Mgr Shevchuk: «Lors du massacre de Soumy, j'ai vu la solidarité vaincre la peur»

Le chef de l'Église gréco-catholique ukrainienne évoque l'attaque russe qui a eu lieu à Soumy lors du dimanche des Rameaux. Deux missiles russes sont tombés sur des fidèles ukrainiens, faisant plus de 30 morts et 100 blessés. Le lendemain, tout le monde était là pour travailler, aider les blessés et les sans-abris, témoigne Mgr Shevchuk. «Nous sommes dans la semaine sainte et notre chemin de croix est un chemin de la souffrance vers la résurrection», explique-t-il.

Svitlana Dukhovych - Cité du Vatican

«Si vous vous portez bien, vous n'avez besoin d'aucune grâce, ni de Dieu ni des hommes». Mais quand on «fait l'expérience de la douleur, de la tragédie» et qu'on expérimente «chaque jour qu'on ne se suffit pas à soi-même, qu'on a besoin de la main de l'autre, cela fait découvrir le sens de marcher ensemble» et aide à tenir le coup. Foi et force d'âme, résistance et espérance dans le Christ qui a vaincu la mort, même la mort déchirante après un nouveau massacre de civils: Sa Béatitude Sviatoslav Shevchuk, archevêque de Kiev, raconte aux médias du Vatican comment vivre la Semaine Sainte en temps de guerre. Elle a commencé avec l'attaque russe sur la ville de Soumy, lors du dimanche des Rameaux, qui a tué 34 personnes et en a blessé environ 120, dont une quinzaine d'enfants. Une nouvelle blessure cruelle qui, selon lui, n'a affecté ni le sens de l'humanité ni les convictions les plus profondes de l'âme.

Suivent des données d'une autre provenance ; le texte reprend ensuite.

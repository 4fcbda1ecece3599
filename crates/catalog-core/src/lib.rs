//! catalog-core: Realtime synchronization of the AI tools catalog.
//!
//! This crate provides the core functionality for:
//! - Tool and news records, and their storage-row translation
//! - The `RemoteStore` trait plus in-process implementations
//! - Keeping local collection snapshots in sync with the remote store
//! - Optimistic mutations with exact rollback
//! - Typed view bindings and derived catalog views

pub mod binding;
pub mod catalog;
pub mod coordinator;
pub mod events;
pub mod field_map;
pub mod memory_store;
pub mod record;
pub mod snapshot;
pub mod store;
pub mod synchronizer;

pub use binding::CollectionView;
pub use catalog::{ToolCollections, ToolFilter, CATEGORIES};
pub use coordinator::{MutationCoordinator, MutationTarget, PendingMutation};
pub use events::{CatalogEvent, EventBus, MutationOp, SnapshotOrigin, Subscription};
pub use field_map::{FieldMap, FieldMapError, Row};
pub use memory_store::{InMemoryStore, StoreOp};
pub use record::{CatalogRecord, CollectionKind, NewsArticle, Record, Role, Tool, UserProfile};
pub use snapshot::Snapshot;
pub use store::{ChangeEvent, ChangeFeed, RemoteStore, StoreError, UnconfiguredStore};
pub use synchronizer::{CollectionSynchronizer, Phase, SubscriptionHandle};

Nous sommes dans l'Année Sainte qui porte le thème «Pèlerins d’espérance». La solennité de la Résurrection nous amène également à réfléchir à l'espérance. Comment l'espérance du peuple ukrainien, et en particulier des fidèles catholiques, a-t-elle évoluée au cours de ces années de guerre ?

Pour nous aujourd'hui, l'espérance est vraiment la source de notre survie, de notre capacité à résister, à continuer. Je pense que l'espérance en tant que telle n'a pas changé, parce que notre espérance est toujours le Seigneur Jésus-Christ. Nous ne nous confions pas à quelque chose, mais à quelqu'un. Et cette relation avec Jésus qui a souffert pour nous, qui est mort et ressuscité, est la source de notre espérance. Ce qui change peut-être, c'est la manière dont nous percevons cette espérance et comprenons combien il est important non seulement d'avoir des sentiments d'espérance -comme nous le disons habituellement: «Espérons que tout ira bien»- mais d'avoir l'espérance comme une vertu. C'est-à-dire comme une force infusée par l'Esprit Saint, une force du Ressuscité qui vit et palpite en nous. Et je dois dire que plus la douleur augmente, plus cette perception que la puissance du Christ ressuscité n'est pas seulement avec nous, mais en nous, s'accroît.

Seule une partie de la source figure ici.